O advogado Jeffrey Chiquini, que representa o ex-assessor da Presidência da República, Filipe Martins, classificou como injustificada a decisão do ministro Alexandre de Moraes, do Supremo Tribunal Federal (STF), que determinou a prisão de Martins por suposto descumprimento de medidas cautelares relacionadas ao uso de redes sociais.
Em vídeo publicado nas redes sociais, o advogado afirmou que Filipe Martins vinha cumprindo as medidas cautelares “de forma exemplar” desde que passou a responder ao processo em prisão domiciliar, em Ponta Grossa, no Paraná.
“Nem vou chamar isso de prisão preventiva, porque prisão preventiva precisa ter motivo. Essa é mais uma prisão sem motivo”, disse Chiquini.
Filipe Martins foi assessor especial para Assuntos Internacionais da Presidência, durante o governo de Bolsonaro e foi condenado pelo STF, por participação em um plano de tentativa de golpe de Estado para manter o ex-presidente no poder. A condenação ainda está em fase de recurso.

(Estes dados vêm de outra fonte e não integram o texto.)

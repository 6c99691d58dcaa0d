use feed_rs::model::Text;
use feed_rs::parser;
use html_escape::decode_html_entities;

use crate::app::{BrookError, Result};
use crate::domain::{ParsedFeed, ParsedItem};

/// Turns raw RSS/Atom/JSON Feed bytes into the parsed objects the ingestion
/// engine consumes. Timestamps come out as epoch milliseconds.
#[derive(Clone, Default)]
pub struct Normalizer;

fn text(value: Option<Text>) -> Option<String> {
    value
        .map(|t| decode_html_entities(t.content.trim()).to_string())
        .filter(|s| !s.is_empty())
}

impl Normalizer {
    pub fn new() -> Self {
        Self
    }

    pub fn normalize(&self, body: &[u8]) -> Result<ParsedFeed> {
        let feed = parser::parse(body).map_err(|e| BrookError::FeedParse(e.to_string()))?;

        let website_url = feed
            .links
            .iter()
            .find(|l| l.rel.as_deref() != Some("self"))
            .map(|l| l.href.clone());

        let items = feed
            .entries
            .into_iter()
            .map(|entry| {
                let link = entry
                    .links
                    .iter()
                    .find(|l| l.rel.as_deref().map_or(true, |rel| rel == "alternate"))
                    .or(entry.links.first())
                    .map(|l| l.href.clone());

                ParsedItem {
                    id: Some(entry.id).filter(|id| !id.is_empty()),
                    link,
                    title: text(entry.title),
                    summary: text(entry.summary),
                    content: entry
                        .content
                        .and_then(|c| c.body)
                        .map(|b| decode_html_entities(&b).to_string()),
                    authors: entry
                        .authors
                        .into_iter()
                        .map(|a| a.name)
                        .filter(|name| !name.is_empty())
                        .collect(),
                    published: entry.published.map(|dt| dt.timestamp_millis()),
                    updated: entry.updated.map(|dt| dt.timestamp_millis()),
                }
            })
            .collect();

        Ok(ParsedFeed {
            title: text(feed.title),
            subtitle: text(feed.description),
            website_url,
            language: feed.language,
            items,
        })
    }
}
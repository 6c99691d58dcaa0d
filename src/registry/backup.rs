//! Flat-file mirrors of the feed list.
//!
//! The feed list is the one piece of state that cannot be rebuilt from the
//! network, so every save is mirrored as JSON to each configured path. A
//! fresh database with an empty `feeds` store starts from the first mirror
//! that can be read.

use std::fs;
use std::path::{Path, PathBuf};

use crate::app::Result;
use crate::domain::Feed;

/// Write the feed list to every backup path. Failures are logged, never
/// returned: the store itself already holds the data.
pub fn write_all(paths: &[PathBuf], feeds: &[Feed]) {
    if paths.is_empty() {
        return;
    }

    let json = match serde_json::to_vec_pretty(feeds) {
        Ok(json) => json,
        Err(e) => {
            tracing::warn!("Failed to serialize feed list backup: {}", e);
            return;
        }
    };

    for path in paths {
        if let Err(e) = write_one(path, &json) {
            tracing::warn!("Failed to write feed list backup {}: {}", path.display(), e);
        }
    }
}

fn write_one(path: &Path, json: &[u8]) -> Result<()> {
    if let Some(parent) = path.parent() {
        fs::create_dir_all(parent)?;
    }
    let tmp = path.with_extension("json.tmp");
    fs::write(&tmp, json)?;
    fs::rename(&tmp, path)?;
    Ok(())
}

/// The first non-empty feed list that can be read from the backup paths.
pub fn read_first(paths: &[PathBuf]) -> Option<Vec<Feed>> {
    paths.iter().find_map(|path| match read_one(path) {
        Ok(feeds) if !feeds.is_empty() => Some(feeds),
        Ok(_) => None,
        Err(e) => {
            if path.exists() {
                tracing::warn!("Ignoring unreadable backup {}: {}", path.display(), e);
            }
            None
        }
    })
}

fn read_one(path: &Path) -> Result<Vec<Feed>> {
    let data = fs::read(path)?;
    Ok(serde_json::from_slice(&data)?)
}

#[cfg(test)]
mod tests {
    use super::*;

    fn sample() -> Vec<Feed> {
        vec![Feed::new_feed("https://example.com/feed.xml", "0")]
    }

    #[test]
    fn test_write_and_read_back() {
        let dir = tempfile::tempdir().unwrap();
        let paths = vec![dir.path().join("one.json"), dir.path().join("nested/two.json")];

        write_all(&paths, &sample());
        assert!(paths[1].exists());
        assert_eq!(read_first(&paths), Some(sample()));
    }

    #[test]
    fn test_corrupt_mirror_falls_through_to_next() {
        let dir = tempfile::tempdir().unwrap();
        let paths = vec![dir.path().join("one.json"), dir.path().join("two.json")];

        write_all(&paths, &sample());
        fs::write(&paths[0], b"{not json").unwrap();

        assert_eq!(read_first(&paths), Some(sample()));
    }

    #[test]
    fn test_missing_mirrors_read_as_none() {
        let dir = tempfile::tempdir().unwrap();
        let paths = vec![dir.path().join("absent.json")];
        assert_eq!(read_first(&paths), None);
    }
}
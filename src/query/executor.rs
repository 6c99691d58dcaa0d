//! Running plans: reads and bulk entry mutations.

use std::collections::BTreeSet;

use crate::app::Result;
use crate::domain::{DeletedState, Entry, EntryChange, FullEntry, Revision, StoreEvent};
use crate::query::filter::Filter;
use crate::query::merge::{ChainCursor, MergeCursor};
use crate::query::planner::{Access, Plan, Planner};
use crate::store::cursor::{IndexCursor, IndexRow, KeyCursor, ListCursor};
use crate::store::engine::Txn;
use crate::store::keycode;

/// Visits the entries matched by a plan, in plan order, honouring offset and
/// limit. The visitor receives the revision only when `with_revision` is set
/// or the residual predicate needed it.
fn walk(
    txn: &Txn<'_>,
    plan: &Plan,
    with_revision: bool,
    mut visit: impl FnMut(Entry, Option<Revision>) -> Result<()>,
) -> Result<()> {
    if plan.is_empty() || plan.limit == Some(0) {
        return Ok(());
    }

    let mut cursor = open_cursor(txn, plan);
    let mut skipped = 0;
    let mut taken = 0;

    while let Some(row) = cursor.advance()? {
        let Some(entry) = txn.entry_by_pk(&row.pk)? else {
            tracing::warn!("Index row points at a missing entry, skipping");
            continue;
        };

        let revision = if with_revision || plan.residual.needs_revision() {
            Some(txn.current_revision(&entry)?)
        } else {
            None
        };
        if !plan.residual.matches(&entry, revision.as_ref()) {
            continue;
        }

        if skipped < plan.offset {
            skipped += 1;
            continue;
        }
        visit(entry, revision)?;
        taken += 1;
        if plan.limit.is_some_and(|limit| taken >= limit) {
            break;
        }
    }
    Ok(())
}

fn open_cursor<'c>(txn: &Txn<'c>, plan: &Plan) -> Box<dyn KeyCursor + 'c> {
    match &plan.access {
        Access::PrimaryKeys(ids) => {
            let rows = ids.iter().map(|id| {
                let pk = keycode::encode_one(*id);
                IndexRow { key: pk.clone(), pk }
            });
            Box::new(ListCursor::new(rows))
        }
        Access::Index { index, ranges } => {
            let cursors: Vec<IndexCursor<'c>> = ranges
                .iter()
                .map(|range| IndexCursor::new(txn.conn(), index.name, range.clone(), plan.direction))
                .collect();
            if plan.sorted {
                Box::new(MergeCursor::new(cursors, plan.direction))
            } else {
                Box::new(ChainCursor::new(cursors))
            }
        }
    }
}

/// Entries changed by one mutation call, reported as a single event.
#[derive(Default)]
struct Changes {
    feeds: BTreeSet<String>,
    entries: Vec<i64>,
}

impl Changes {
    fn record(&mut self, entry: &Entry) {
        self.feeds.insert(entry.feed_id.clone());
        self.entries.push(entry.id);
    }

    fn into_event(self, change: EntryChange) -> Option<StoreEvent> {
        if self.entries.is_empty() {
            return None;
        }
        Some(StoreEvent::EntriesUpdated {
            feeds: self.feeds.into_iter().collect(),
            entries: self.entries,
            change,
        })
    }
}

impl crate::store::Database {
    pub(crate) fn plan(&self, filter: &Filter) -> Result<Plan> {
        let registry = self.registry()?;
        Planner::new(&registry).plan(filter)
    }

    pub fn count(&self, filter: &Filter) -> Result<u64> {
        filter.require_unpaginated("count")?;
        let plan = self.plan(filter)?;

        self.read(|txn| match &plan.access {
            Access::Index { index, ranges } if plan.residual.is_empty() => {
                let mut total = 0;
                for range in ranges {
                    total += txn.count_range(index.name, range)?;
                }
                Ok(total)
            }
            _ => {
                tracing::debug!("Counting by iteration, residual {:?}", plan.residual);
                let mut total = 0;
                walk(txn, &plan, false, |_, _| {
                    total += 1;
                    Ok(())
                })?;
                Ok(total)
            }
        })
    }

    pub fn ids(&self, filter: &Filter) -> Result<Vec<i64>> {
        let plan = self.plan(filter)?;
        self.read(|txn| {
            let mut ids = Vec::new();
            walk(txn, &plan, false, |entry, _| {
                ids.push(entry.id);
                Ok(())
            })?;
            Ok(ids)
        })
    }

    pub fn entries(&self, filter: &Filter) -> Result<Vec<FullEntry>> {
        let plan = self.plan(filter)?;
        self.read(|txn| {
            let mut found = Vec::new();
            walk(txn, &plan, true, |entry, revision| {
                let full = match revision {
                    Some(revision) => FullEntry { entry, revision },
                    None => txn.full_entry(entry)?,
                };
                found.push(full);
                Ok(())
            })?;
            Ok(found)
        })
    }

    /// Distinct feeds of the matching entries, in order of first appearance.
    pub fn feed_ids(&self, filter: &Filter) -> Result<Vec<String>> {
        let plan = self.plan(filter)?;
        self.read(|txn| {
            let mut seen = BTreeSet::new();
            let mut feeds = Vec::new();
            walk(txn, &plan, false, |entry, _| {
                if seen.insert(entry.feed_id.clone()) {
                    feeds.push(entry.feed_id);
                }
                Ok(())
            })?;
            Ok(feeds)
        })
    }

    /// Apply `change` to every matching entry in one transaction, storing
    /// only entries it reports as modified. Emits one event for the call.
    fn mutate(
        &self,
        operation: &str,
        filter: &Filter,
        event: EntryChange,
        change: impl FnMut(&mut Entry) -> bool,
    ) -> Result<usize> {
        filter.require_unpaginated(operation)?;
        self.apply_change(operation, filter, event, change)
    }

    /// Move a page of the matching entries to the trash. Offset and limit
    /// are applied inside the same transaction as the change.
    pub(crate) fn trash_page(&self, filter: &Filter) -> Result<usize> {
        let state = DeletedState::Trashed;
        self.apply_change("trash_page", filter, EntryChange::Deleted(state), |entry| {
            if entry.deleted == state {
                return false;
            }
            entry.deleted = state;
            true
        })
    }

    fn apply_change(
        &self,
        operation: &str,
        filter: &Filter,
        event: EntryChange,
        mut change: impl FnMut(&mut Entry) -> bool,
    ) -> Result<usize> {
        let plan = self.plan(filter)?;

        let changes = self.write(|txn| {
            let mut matched = Vec::new();
            walk(txn, &plan, false, |entry, _| {
                matched.push(entry);
                Ok(())
            })?;

            let mut changes = Changes::default();
            for mut entry in matched {
                if change(&mut entry) {
                    txn.put_entry(&entry)?;
                    changes.record(&entry);
                }
            }
            Ok(changes)
        })?;

        let count = changes.entries.len();
        tracing::debug!("{} changed {} entries", operation, count);
        if let Some(event) = changes.into_event(event) {
            self.emit(event);
        }
        Ok(count)
    }

    pub fn mark_read(&self, filter: &Filter, read: bool) -> Result<usize> {
        self.mutate("mark_read", filter, EntryChange::Read(read), |entry| {
            if entry.read == read {
                return false;
            }
            entry.read = read;
            if read {
                entry.marked_unread_on_update = false;
            }
            true
        })
    }

    pub fn mark_starred(&self, filter: &Filter, starred: bool) -> Result<usize> {
        self.mutate("mark_starred", filter, EntryChange::Starred(starred), |entry| {
            if entry.starred == starred {
                return false;
            }
            entry.starred = starred;
            true
        })
    }

    pub fn mark_deleted(&self, filter: &Filter, state: DeletedState) -> Result<usize> {
        self.mutate("mark_deleted", filter, EntryChange::Deleted(state), |entry| {
            if entry.deleted == state {
                return false;
            }
            entry.deleted = state;
            true
        })
    }

    pub fn tag(&self, filter: &Filter, name: &str) -> Result<usize> {
        self.mutate("tag", filter, EntryChange::Tags, |entry| {
            if entry.tags.iter().any(|t| t == name) {
                return false;
            }
            entry.tags.push(name.to_string());
            true
        })
    }

    pub fn untag(&self, filter: &Filter, name: &str) -> Result<usize> {
        self.mutate("untag", filter, EntryChange::Tags, |entry| {
            let before = entry.tags.len();
            entry.tags.retain(|t| t != name);
            entry.tags.len() != before
        })
    }

    /// Mirror a bookmark: entries with this URL are starred and linked to
    /// the bookmark, or unstarred and unlinked when it is gone.
    pub fn sync_bookmark(&self, url: &str, bookmark_id: Option<i64>) -> Result<usize> {
        let filter = Filter::new()
            .entry_urls([url])
            .include_hidden()
            .include_excluded();
        let starred = bookmark_id.is_some();

        self.mutate("sync_bookmark", &filter, EntryChange::Starred(starred), |entry| {
            if entry.starred == starred && entry.bookmark_id == bookmark_id {
                return false;
            }
            entry.starred = starred;
            entry.bookmark_id = bookmark_id;
            true
        })
    }

    /// Physically remove entries in the `deleted` state with their revisions.
    pub fn purge_deleted(&self) -> Result<usize> {
        let filter = Filter::new()
            .deleted(DeletedState::Deleted)
            .include_hidden()
            .include_excluded();
        let plan = self.plan(&filter)?;

        let changes = self.write(|txn| {
            let mut matched = Vec::new();
            walk(txn, &plan, false, |entry, _| {
                matched.push(entry);
                Ok(())
            })?;

            let mut changes = Changes::default();
            for entry in matched {
                txn.delete_entry(&entry)?;
                changes.record(&entry);
            }
            Ok(changes)
        })?;

        let count = changes.entries.len();
        if count > 0 {
            tracing::info!("Purged {} deleted entries", count);
        }
        if let Some(event) = changes.into_event(EntryChange::Deleted(DeletedState::Deleted)) {
            self.emit(event);
        }
        Ok(count)
    }
}
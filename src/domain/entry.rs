use std::fmt;
use std::str::FromStr;

use serde::{Deserialize, Serialize};

/// Current version tag of stored entry records.
pub const ENTRY_RECORD_VERSION: u32 = 3;

/// Deletion state of an entry. Stored as `0`, `"trashed"` or `"deleted"` so
/// that it can take part in index keys.
#[derive(Debug, Clone, Copy, Default, PartialEq, Eq, Hash, Serialize, Deserialize)]
#[serde(try_from = "RawDeleted", into = "RawDeleted")]
pub enum DeletedState {
    #[default]
    No,
    Trashed,
    Deleted,
}

impl DeletedState {
    pub const ALL: [DeletedState; 3] = [DeletedState::No, DeletedState::Trashed, DeletedState::Deleted];

    pub fn to_json(self) -> serde_json::Value {
        match self {
            DeletedState::No => serde_json::json!(0),
            DeletedState::Trashed => serde_json::json!("trashed"),
            DeletedState::Deleted => serde_json::json!("deleted"),
        }
    }
}

#[derive(Serialize, Deserialize)]
#[serde(untagged)]
enum RawDeleted {
    Int(i64),
    Str(String),
}

impl TryFrom<RawDeleted> for DeletedState {
    type Error = String;

    fn try_from(raw: RawDeleted) -> Result<Self, Self::Error> {
        match raw {
            RawDeleted::Int(0) => Ok(DeletedState::No),
            RawDeleted::Str(s) => s.parse(),
            RawDeleted::Int(other) => Err(format!("invalid deleted state {}", other)),
        }
    }
}

impl From<DeletedState> for RawDeleted {
    fn from(state: DeletedState) -> Self {
        match state {
            DeletedState::No => RawDeleted::Int(0),
            DeletedState::Trashed => RawDeleted::Str("trashed".into()),
            DeletedState::Deleted => RawDeleted::Str("deleted".into()),
        }
    }
}

impl FromStr for DeletedState {
    type Err = String;

    fn from_str(s: &str) -> Result<Self, Self::Err> {
        match s {
            "0" | "no" | "none" => Ok(DeletedState::No),
            "trashed" => Ok(DeletedState::Trashed),
            "deleted" => Ok(DeletedState::Deleted),
            other => Err(format!("invalid deleted state {:?}", other)),
        }
    }
}

impl fmt::Display for DeletedState {
    fn fmt(&self, f: &mut fmt::Formatter<'_>) -> fmt::Result {
        match self {
            DeletedState::No => write!(f, "no"),
            DeletedState::Trashed => write!(f, "trashed"),
            DeletedState::Deleted => write!(f, "deleted"),
        }
    }
}

/// Booleans are stored as 0/1; index keys cannot hold booleans.
pub(crate) mod flag {
    use serde::{Deserialize, Deserializer, Serializer};

    pub fn serialize<S: Serializer>(value: &bool, serializer: S) -> Result<S::Ok, S::Error> {
        serializer.serialize_u8(u8::from(*value))
    }

    pub fn deserialize<'de, D: Deserializer<'de>>(deserializer: D) -> Result<bool, D::Error> {
        #[derive(Deserialize)]
        #[serde(untagged)]
        enum Raw {
            Bool(bool),
            Int(i64),
        }

        Ok(match Raw::deserialize(deserializer)? {
            Raw::Bool(b) => b,
            Raw::Int(i) => i != 0,
        })
    }
}

#[derive(Debug, Clone, PartialEq, Serialize, Deserialize)]
pub struct Entry {
    pub id: i64,
    pub feed_id: String,
    /// Publisher-supplied GUID, empty when the feed gave none.
    pub provided_id: String,
    pub entry_url: String,
    pub date: i64,
    #[serde(default)]
    pub tags: Vec<String>,
    #[serde(with = "flag")]
    pub read: bool,
    #[serde(with = "flag")]
    pub starred: bool,
    pub deleted: DeletedState,
    #[serde(with = "flag")]
    pub marked_unread_on_update: bool,
    #[serde(default, skip_serializing_if = "Option::is_none")]
    pub bookmark_id: Option<i64>,
    pub revisions: Vec<i64>,
    #[serde(rename = "_v")]
    pub version: u32,
}

impl Entry {
    pub fn new(id: i64, feed_id: &str, revision_id: i64) -> Self {
        Self {
            id,
            feed_id: feed_id.to_string(),
            provided_id: String::new(),
            entry_url: String::new(),
            date: 0,
            tags: Vec::new(),
            read: false,
            starred: false,
            deleted: DeletedState::No,
            marked_unread_on_update: false,
            bookmark_id: None,
            revisions: vec![revision_id],
            version: ENTRY_RECORD_VERSION,
        }
    }

    /// The revision currently shown for this entry.
    pub fn current_revision(&self) -> Option<i64> {
        self.revisions.last().copied()
    }
}

/// A content snapshot of an entry.
#[derive(Debug, Clone, Default, PartialEq, Serialize, Deserialize)]
#[serde(default)]
pub struct Revision {
    pub id: i64,
    pub title: String,
    pub content: String,
    pub authors: Vec<String>,
    /// Publisher-claimed modification time.
    pub updated: i64,
}

impl Revision {
    pub fn display_title(&self) -> &str {
        if self.title.is_empty() {
            "(Untitled)"
        } else {
            &self.title
        }
    }
}

/// An entry together with its current revision.
#[derive(Debug, Clone, PartialEq)]
pub struct FullEntry {
    pub entry: Entry,
    pub revision: Revision,
}

#[cfg(test)]
mod tests {
    use super::*;

    #[test]
    fn test_deleted_state_serializes_as_key_values() {
        assert_eq!(serde_json::to_string(&DeletedState::No).unwrap(), "0");
        assert_eq!(
            serde_json::to_string(&DeletedState::Trashed).unwrap(),
            "\"trashed\""
        );
        let state: DeletedState = serde_json::from_str("\"deleted\"").unwrap();
        assert_eq!(state, DeletedState::Deleted);
        assert!(serde_json::from_str::<DeletedState>("3").is_err());
    }

    #[test]
    fn test_flags_serialize_as_integers() {
        let mut entry = Entry::new(1, "feed", 1);
        entry.read = true;
        let value = serde_json::to_value(&entry).unwrap();
        assert_eq!(value["read"], 1);
        assert_eq!(value["starred"], 0);
        assert_eq!(value["_v"], ENTRY_RECORD_VERSION);
        assert!(value.get("bookmark_id").is_none());
    }

    #[test]
    fn test_flags_accept_legacy_booleans() {
        let json = r#"{"id":1,"feed_id":"f","provided_id":"","entry_url":"","date":5,
            "read":true,"starred":0,"deleted":0,"marked_unread_on_update":0,
            "revisions":[1],"_v":3}"#;
        let entry: Entry = serde_json::from_str(json).unwrap();
        assert!(entry.read);
        assert!(!entry.starred);
        assert!(entry.tags.is_empty());
    }

    #[test]
    fn test_display_title_without_title() {
        let revision = Revision::default();
        assert_eq!(revision.display_title(), "(Untitled)");
    }
}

De acordo com as investigações conduzidas pela Corte, Martins teria atuado na elaboração da chamada “minuta do golpe” e integrado o grupo conhecido como “gabinete do ódio”, estrutura que, segundo o STF, funcionava no Palácio do Planalto para disseminação de ataques e desinformação.
“Hoje, o STF coloca em prática aquilo que já queriam desde 2019, quando Filipe Martins foi apontado como líder do chamado ‘gabinete do ódio’. Alexandre de Moraes executa agora aquilo que sempre quis: prender Filipe Martins”, destacou o advogado.
Segundo Alexandre de Moraes, houve indícios de que Martins realizou uma consulta na plataforma LinkedIn, o que caracterizaria violação direta das condições estabelecidas pela Justiça. No entanto, a defesa nega essa irregularidade.